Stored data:
=== Begin Enclosure ===

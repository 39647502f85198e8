//! Appointment file parsing.
//!
//! Uploaded appointment files are comma- or tab-delimited text with a header
//! line followed by `appointmentDate, studentName, sessionTypeLabel` rows.
//! The delimiter is chosen by looking at the header: a tab anywhere in the
//! first line means the whole file is tab-delimited and read verbatim;
//! otherwise fields are split on commas outside double quotes and one layer
//! of surrounding quotes is removed.

use chrono::{DateTime, NaiveDate, NaiveDateTime, NaiveTime};
use csv::{ReaderBuilder, StringRecord, Trim};
use serde_json::json;
use tracing::debug;

use crate::models::{AppointmentRow, ImportWarning, WarningKind};

/// Minimum number of fields a data row must have.
pub const MIN_ROW_FIELDS: usize = 3;

const DATETIME_FORMATS: &[&str] = &[
    "%Y-%m-%d %H:%M:%S",
    "%Y-%m-%d %H:%M",
    "%Y-%m-%dT%H:%M:%S%.f",
    "%Y-%m-%dT%H:%M",
    "%m/%d/%Y %H:%M:%S",
    "%m/%d/%Y %H:%M",
    "%m/%d/%Y %I:%M:%S %p",
    "%m/%d/%Y %I:%M %p",
];

const DATE_FORMATS: &[&str] = &["%Y-%m-%d", "%m/%d/%Y"];

/// The delimiter detected for an appointment file.
#[derive(Debug, Clone, Copy, PartialEq, Eq)]
pub enum Delimiter {
    /// Comma-separated, double-quote aware.
    Comma,
    /// Tab-separated, no quote handling.
    Tab,
}

impl Delimiter {
    /// Chooses the delimiter from the file's first line.
    pub fn detect(text: &str) -> Self {
        match text.lines().next() {
            Some(header) if header.contains('\t') => Delimiter::Tab,
            _ => Delimiter::Comma,
        }
    }

    fn byte(self) -> u8 {
        match self {
            Delimiter::Comma => b',',
            Delimiter::Tab => b'\t',
        }
    }
}

/// The rows read from a file, plus one warning per discarded row.
#[derive(Debug, Clone, Default)]
pub struct RowParseResult {
    /// Rows with at least three fields and a readable date.
    pub rows: Vec<AppointmentRow>,
    /// Rows that were discarded.
    pub malformed: Vec<ImportWarning>,
}

/// Parses an appointment date-time.
///
/// Only the wall-clock date and time are kept; an RFC 3339 offset is
/// dropped rather than converted. A bare date means midnight.
///
/// # Example
///
/// ```
/// use grid_import_engine::engine::parse_appointment_datetime;
///
/// let iso = parse_appointment_datetime("2026-03-02 15:30").unwrap();
/// let us = parse_appointment_datetime("3/2/2026 3:30 PM").unwrap();
/// assert_eq!(iso, us);
/// assert!(parse_appointment_datetime("next tuesday").is_none());
/// ```
pub fn parse_appointment_datetime(value: &str) -> Option<NaiveDateTime> {
    let value = value.trim();

    if let Ok(with_offset) = DateTime::parse_from_rfc3339(value) {
        return Some(with_offset.naive_local());
    }

    DATETIME_FORMATS
        .iter()
        .find_map(|format| NaiveDateTime::parse_from_str(value, format).ok())
        .or_else(|| {
            DATE_FORMATS
                .iter()
                .find_map(|format| NaiveDate::parse_from_str(value, format).ok())
                .map(|date| date.and_time(NaiveTime::MIN))
        })
}

/// Parses the text of an appointment file into rows.
///
/// The first line is always a header and never becomes a row, even when it
/// is blank. Every other line is read on its own, so a stray quote costs
/// only the line it is on. Blank lines are skipped. Rows with fewer than
/// [`MIN_ROW_FIELDS`] fields, or whose first field is not a readable
/// date-time, are dropped and reported in [`RowParseResult::malformed`];
/// parsing never fails as a whole.
///
/// # Example
///
/// ```
/// use grid_import_engine::engine::parse_appointment_rows;
///
/// let text = "Date,Student,Type\n\
///             2026-03-02 15:00,\"Lee, Ann\",Math\n\
///             2026-03-02 15:00,Bo Kim\n";
///
/// let result = parse_appointment_rows(text);
/// assert_eq!(result.rows.len(), 1);
/// assert_eq!(result.rows[0].student_name, "Lee, Ann");
/// assert_eq!(result.malformed.len(), 1);
/// ```
pub fn parse_appointment_rows(text: &str) -> RowParseResult {
    let delimiter = Delimiter::detect(text);
    let mut result = RowParseResult::default();

    for (index, text_line) in text.lines().enumerate().skip(1) {
        let line = index + 1;
        if text_line.trim().is_empty() {
            continue;
        }

        let warning = match read_line(text_line, delimiter) {
            Some(Ok(record)) => match row_from_record(&record, line) {
                Ok(row) => {
                    result.rows.push(row);
                    continue;
                }
                Err(warning) => warning,
            },
            Some(Err(err)) => ImportWarning::for_line(
                WarningKind::MalformedRow,
                line,
                format!("Unreadable row: {}", err),
                json!({ "text": text_line }),
            ),
            None => ImportWarning::for_line(
                WarningKind::MalformedRow,
                line,
                "Unreadable row: no fields".to_string(),
                json!({ "text": text_line }),
            ),
        };
        debug!(line, reason = %warning.message, "Discarding malformed row");
        result.malformed.push(warning);
    }

    result
}

/// Splits one line into fields. Comma files honour quotes and are trimmed;
/// tab files are split verbatim.
fn read_line(text_line: &str, delimiter: Delimiter) -> Option<csv::Result<StringRecord>> {
    let trim = match delimiter {
        Delimiter::Comma => Trim::All,
        Delimiter::Tab => Trim::None,
    };
    ReaderBuilder::new()
        .has_headers(false)
        .flexible(true)
        .delimiter(delimiter.byte())
        .quoting(delimiter == Delimiter::Comma)
        .trim(trim)
        .from_reader(text_line.as_bytes())
        .into_records()
        .next()
}

fn row_from_record(record: &StringRecord, line: usize) -> Result<AppointmentRow, ImportWarning> {
    if record.len() < MIN_ROW_FIELDS {
        return Err(ImportWarning::for_line(
            WarningKind::MalformedRow,
            line,
            format!(
                "Expected at least {} fields, found {}",
                MIN_ROW_FIELDS,
                record.len()
            ),
            json!({ "fields": record.iter().collect::<Vec<_>>() }),
        ));
    }

    let date_text = &record[0];
    let appointment_date = parse_appointment_datetime(date_text).ok_or_else(|| {
        ImportWarning::for_line(
            WarningKind::MalformedRow,
            line,
            format!("Unreadable appointment date '{}'", date_text),
            json!({ "appointment_date": date_text }),
        )
    })?;

    Ok(AppointmentRow {
        line,
        appointment_date,
        student_name: record[1].to_string(),
        session_type_label: record[2].to_string(),
    })
}

#[cfg(test)]
mod tests {
    use super::*;

    fn datetime(s: &str) -> NaiveDateTime {
        NaiveDateTime::parse_from_str(s, "%Y-%m-%d %H:%M:%S").unwrap()
    }

    #[test]
    fn test_detects_tab_from_header_only() {
        assert_eq!(Delimiter::detect("a\tb\tc\n1,2,3"), Delimiter::Tab);
        assert_eq!(Delimiter::detect("a,b,c\n1\t2\t3"), Delimiter::Comma);
        assert_eq!(Delimiter::detect(""), Delimiter::Comma);
    }

    #[test]
    fn test_parses_comma_rows_and_skips_header() {
        let text = "Appointment Date,Student,Session\n\
                    2026-03-02 15:00,Ann Lee,Math 30\n\
                    2026-03-02 15:30,Bo Kim,Reading 60\n";

        let result = parse_appointment_rows(text);
        assert_eq!(result.rows.len(), 2);
        assert!(result.malformed.is_empty());

        let first = &result.rows[0];
        assert_eq!(first.line, 2);
        assert_eq!(first.appointment_date, datetime("2026-03-02 15:00:00"));
        assert_eq!(first.student_name, "Ann Lee");
        assert_eq!(first.session_type_label, "Math 30");
        assert_eq!(result.rows[1].line, 3);
    }

    #[test]
    fn test_quoted_fields_keep_commas_and_lose_quotes() {
        let text = "date,name,type\n\"2026-03-02 15:00\",\"Lee, Ann\",\"Math\"\n";
        let result = parse_appointment_rows(text);

        assert_eq!(result.rows.len(), 1);
        assert_eq!(result.rows[0].student_name, "Lee, Ann");
        assert_eq!(result.rows[0].session_type_label, "Math");
    }

    #[test]
    fn test_tab_rows_are_split_verbatim() {
        let text = "date\tname\ttype\n2026-03-02 16:00\tCy, Fox\t\"Math\"\n";
        let result = parse_appointment_rows(text);

        assert_eq!(result.rows.len(), 1);
        assert_eq!(result.rows[0].student_name, "Cy, Fox");
        // Quotes are not special in tab-delimited files.
        assert_eq!(result.rows[0].session_type_label, "\"Math\"");
    }

    #[test]
    fn test_tab_fields_keep_their_spaces() {
        let text = "date\tname\ttype\n2026-03-02 16:00\t Cy Fox \t typeA\n";
        let result = parse_appointment_rows(text);

        assert_eq!(result.rows.len(), 1);
        assert_eq!(result.rows[0].student_name, " Cy Fox ");
        assert_eq!(result.rows[0].session_type_label, " typeA");
    }

    #[test]
    fn test_comma_fields_are_trimmed() {
        let text = "date,name,type\n2026-03-02 16:00 , Cy Fox ,  typeA\n";
        let result = parse_appointment_rows(text);

        assert_eq!(result.rows[0].student_name, "Cy Fox");
        assert_eq!(result.rows[0].session_type_label, "typeA");
    }

    #[test]
    fn test_stray_quote_costs_only_its_own_line() {
        let text = "date,name,type\n\
                    2026-03-02 15:00,\"Ann Lee,typeA\n\
                    2026-03-02 15:00,Bo Kim,typeA\n\
                    2026-03-02 15:30,Cy Fox,typeA\n";
        let result = parse_appointment_rows(text);

        assert_eq!(result.rows.len(), 2);
        assert_eq!(result.rows[0].line, 3);
        assert_eq!(result.rows[0].student_name, "Bo Kim");
        assert_eq!(result.rows[1].line, 4);
        assert_eq!(result.malformed.len(), 1);
        assert_eq!(result.malformed[0].line, Some(2));
    }

    #[test]
    fn test_blank_first_line_is_the_header() {
        let text = "\nDate,Student,Type\n2026-03-02 15:00,Ann Lee,typeA\n";
        let result = parse_appointment_rows(text);

        // The real header sits on line 2 and is read as a data row.
        assert_eq!(result.rows.len(), 1);
        assert_eq!(result.rows[0].line, 3);
        assert_eq!(result.malformed.len(), 1);
        assert_eq!(result.malformed[0].line, Some(2));
    }

    #[test]
    fn test_blank_lines_between_rows_are_skipped() {
        let text = "date,name,type\n\n2026-03-02 15:00,Ann Lee,Math\n   \n";
        let result = parse_appointment_rows(text);

        assert_eq!(result.rows.len(), 1);
        assert_eq!(result.rows[0].line, 3);
        assert!(result.malformed.is_empty());
    }

    #[test]
    fn test_short_rows_are_discarded_not_fatal() {
        let text = "date,name,type\n2026-03-02 15:00,Ann Lee\n2026-03-02 15:00,Bo Kim,Math\n";
        let result = parse_appointment_rows(text);

        assert_eq!(result.rows.len(), 1);
        assert_eq!(result.malformed.len(), 1);
        assert_eq!(result.malformed[0].kind, WarningKind::MalformedRow);
        assert_eq!(result.malformed[0].line, Some(2));
    }

    #[test]
    fn test_extra_fields_are_ignored() {
        let text = "date,name,type,notes\n2026-03-02 15:00,Ann Lee,Math,bring book\n";
        let result = parse_appointment_rows(text);
        assert_eq!(result.rows.len(), 1);
        assert_eq!(result.rows[0].session_type_label, "Math");
    }

    #[test]
    fn test_unreadable_date_is_malformed() {
        let text = "date,name,type\nsoon,Ann Lee,Math\n";
        let result = parse_appointment_rows(text);
        assert!(result.rows.is_empty());
        assert_eq!(result.malformed.len(), 1);
        assert!(result.malformed[0].message.contains("soon"));
    }

    #[test]
    fn test_header_only_and_empty_files_yield_nothing() {
        assert!(parse_appointment_rows("date,name,type\n").rows.is_empty());
        assert!(parse_appointment_rows("date,name,type").rows.is_empty());
        assert!(parse_appointment_rows("").rows.is_empty());
    }

    #[test]
    fn test_crlf_line_endings() {
        let text = "date,name,type\r\n2026-03-02 15:00,Ann Lee,Math\r\n";
        let result = parse_appointment_rows(text);
        assert_eq!(result.rows.len(), 1);
        assert_eq!(result.rows[0].session_type_label, "Math");
    }

    #[test]
    fn test_datetime_formats() {
        let expected = datetime("2026-03-02 15:30:00");
        for text in [
            "2026-03-02 15:30",
            "2026-03-02 15:30:00",
            "2026-03-02T15:30:00",
            "2026-03-02T15:30:00.000",
            "2026-03-02T15:30",
            "2026-03-02T15:30:00-05:00",
            "3/2/2026 15:30",
            "03/02/2026 3:30 PM",
            "3/2/2026 3:30:00 PM",
        ] {
            assert_eq!(parse_appointment_datetime(text), Some(expected), "{}", text);
        }
        assert_eq!(
            parse_appointment_datetime("2026-03-02"),
            Some(datetime("2026-03-02 00:00:00"))
        );
    }
}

=== End Enclosure ===

__WORK ORDER__. Beginning of the records through the line with "pub const MIN_ROW_FIELDS: usize = 3;": return that span exactly and stop there.

__ANSWER FOR THE TASK__.
repository 39647502f85198e8
//! Appointment file parsing.
//!
//! Uploaded appointment files are comma- or tab-delimited text with a header
//! line followed by `appointmentDate, studentName, sessionTypeLabel` rows.
//! The delimiter is chosen by looking at the header: a tab anywhere in the
//! first line means the whole file is tab-delimited and read verbatim;
//! otherwise fields are split on commas outside double quotes and one layer
//! of surrounding quotes is removed.

use chrono::{DateTime, NaiveDate, NaiveDateTime, NaiveTime};
use csv::{ReaderBuilder, StringRecord, Trim};
use serde_json::json;
use tracing::debug;

use crate::models::{AppointmentRow, ImportWarning, WarningKind};

/// Minimum number of fields a data row must have.
pub const MIN_ROW_FIELDS: usize = 3;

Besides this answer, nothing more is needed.